Almost 10 percent of Twitter's downstream traffic goes to News and
Media websites, and BBC News is currently the seventh most popular site
visited after www.twitter.com. A further 17.6 percent of traffic goes
to entertainment websites, while 14.6 percent goes to social networks, 6.6 percent to blogs and 4.5 percent to online retailers.
"As a source of traffic Twitter is still in its infancy, but it is becoming more important every day," commented Goad.
"A number of news sites, blogs, and video and picture websites
already rely on Twitter for a significant amount of their traffic."
The
most popular website visited after Twitter is Facebook. Britain's most
popular social network continues to pick up users and is now the second
most visited website in the UK after Google UK.
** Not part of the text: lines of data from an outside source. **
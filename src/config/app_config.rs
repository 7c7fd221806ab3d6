use std::time::Duration;

use serde::Deserialize;

use crate::domain::AuthError;
use crate::infrastructure::auth::{
    SigningSecret, StoredHashFormat, TokenConfig, DEFAULT_TOKEN_TTL_SECS, MAX_TOKEN_TTL_SECS,
};

/// Application configuration
#[derive(Debug, Clone, Default, Deserialize)]
#[serde(default)]
pub struct AppConfig {
    pub server: ServerConfig,
    pub logging: LoggingConfig,
    pub auth: AuthConfig,
    pub database: DatabaseConfig,
}

#[derive(Debug, Clone, Deserialize)]
#[serde(default)]
pub struct ServerConfig {
    pub host: String,
    pub port: u16,
}

#[derive(Debug, Clone, Deserialize)]
#[serde(default)]
pub struct LoggingConfig {
    pub level: String,
    pub format: LogFormat,
}

#[derive(Debug, Clone, Deserialize, Default)]
#[serde(rename_all = "lowercase")]
pub enum LogFormat {
    #[default]
    Pretty,
    Json,
}

/// Token signing and sign-in policy
#[derive(Clone, Deserialize)]
#[serde(default)]
pub struct AuthConfig {
    /// HMAC signing secret; the server refuses to start without one
    pub secret: String,
    /// Value of the `iss` claim
    pub issuer: String,
    pub token_ttl_secs: u64,
    pub require_approval_at_signin: bool,
    /// Hash family of the passwords in the users table
    pub password_hash_format: PasswordHashFormat,
    /// Cost of the bcrypt hashes in the users table
    pub bcrypt_cost: u32,
}

#[derive(Debug, Clone, Copy, Deserialize, Default, PartialEq, Eq)]
#[serde(rename_all = "lowercase")]
pub enum PasswordHashFormat {
    Argon2,
    #[default]
    Bcrypt,
}

/// Data store connection; no `url` means the in-memory store
#[derive(Debug, Clone, Deserialize)]
#[serde(default)]
pub struct DatabaseConfig {
    pub url: Option<String>,
    pub max_connections: u32,
    pub acquire_timeout_ms: u64,
    pub lookup_timeout_ms: u64,
}

impl Default for ServerConfig {
    fn default() -> Self {
        Self {
            host: "0.0.0.0".to_string(),
            port: 8080,
        }
    }
}

impl Default for LoggingConfig {
    fn default() -> Self {
        Self {
            level: "info".to_string(),
            format: LogFormat::default(),
        }
    }
}

impl Default for AuthConfig {
    fn default() -> Self {
        Self {
            secret: String::new(),
            issuer: "fresh-grad-jobs".to_string(),
            token_ttl_secs: DEFAULT_TOKEN_TTL_SECS,
            require_approval_at_signin: false,
            password_hash_format: PasswordHashFormat::default(),
            bcrypt_cost: 10,
        }
    }
}

impl std::fmt::Debug for AuthConfig {
    fn fmt(&self, f: &mut std::fmt::Formatter<'_>) -> std::fmt::Result {
        f.debug_struct("AuthConfig")
            .field("secret", &"[hidden]")
            .field("issuer", &self.issuer)
            .field("token_ttl_secs", &self.token_ttl_secs)
            .field("require_approval_at_signin", &self.require_approval_at_signin)
            .field("password_hash_format", &self.password_hash_format)
            .field("bcrypt_cost", &self.bcrypt_cost)
            .finish()
    }
}

impl AuthConfig {
    /// Build the token settings
    ///
    /// Fails with `SigningError` when no secret is set or the TTL is outside
    /// `1..=MAX_TOKEN_TTL_SECS`.
    pub fn token_config(&self) -> Result<TokenConfig, AuthError> {
        if !(1..=MAX_TOKEN_TTL_SECS).contains(&self.token_ttl_secs) {
            return Err(AuthError::SigningError(format!(
                "token_ttl_secs must be between 1 and {}, got {}",
                MAX_TOKEN_TTL_SECS, self.token_ttl_secs
            )));
        }

        let secret = SigningSecret::new(self.secret.clone())?;
        Ok(TokenConfig::new(secret, &self.issuer, self.token_ttl_secs))
    }

    /// Format of the throwaway hash checked for unknown emails
    pub fn stored_hash_format(&self) -> StoredHashFormat {
        match self.password_hash_format {
            PasswordHashFormat::Argon2 => StoredHashFormat::Argon2,
            PasswordHashFormat::Bcrypt => StoredHashFormat::Bcrypt {
                cost: self.bcrypt_cost,
            },
        }
    }
}

impl Default for DatabaseConfig {
    fn default() -> Self {
        Self {
            url: None,
            max_connections: 10,
            acquire_timeout_ms: 3000,
            lookup_timeout_ms: 5000,
        }
    }
}

impl DatabaseConfig {
    pub fn acquire_timeout(&self) -> Duration {
        Duration::from_millis(self.acquire_timeout_ms)
    }

    pub fn lookup_timeout(&self) -> Duration {
        Duration::from_millis(self.lookup_timeout_ms)
    }
}

/// Flat environment variables from earlier deployments and the keys they feed
const LEGACY_ENV: [(&str, &str); 4] = [
    ("SECRET_KEY", "auth.secret"),
    ("APP_NAME", "auth.issuer"),
    ("DATABASE_URL", "database.url"),
    ("PORT", "server.port"),
];

impl AppConfig {
    /// Load from `config/default`, `config/local`, `APP__*` variables, then legacy variables
    pub fn load() -> Result<Self, config::ConfigError> {
        Self::load_with(|name| std::env::var(name).ok())
    }

    fn load_with(lookup: impl Fn(&str) -> Option<String>) -> Result<Self, config::ConfigError> {
        let mut builder = config::Config::builder()
            .add_source(config::File::with_name("config/default").required(false))
            .add_source(config::File::with_name("config/local").required(false))
            .add_source(
                config::Environment::with_prefix("APP")
                    .prefix_separator("__")
                    .separator("__")
                    .try_parsing(true),
            );

        for (var, key) in LEGACY_ENV {
            builder = builder.set_override_option(key, lookup(var).filter(|v| !v.is_empty()))?;
        }

        builder.build()?.try_deserialize()
    }
}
Yeh, you read that right – 10% of twitter's downstream traffic, that is the site that people go to after visiting twitter, is to BBC News. The article, unfortunately, is not clear whether this is a global or UK specific statistic but either way it's interesting because it demonstrates that, far from just chit-chatting the day away, people are discussing news and current affairs on twitter as well.
Good to know that Twitter is gaining traction and that BBC News is such a big topic of conversation on it. That bodes well for the [BBC commissioned] prototype project we’re going to be launching in a few weeks time…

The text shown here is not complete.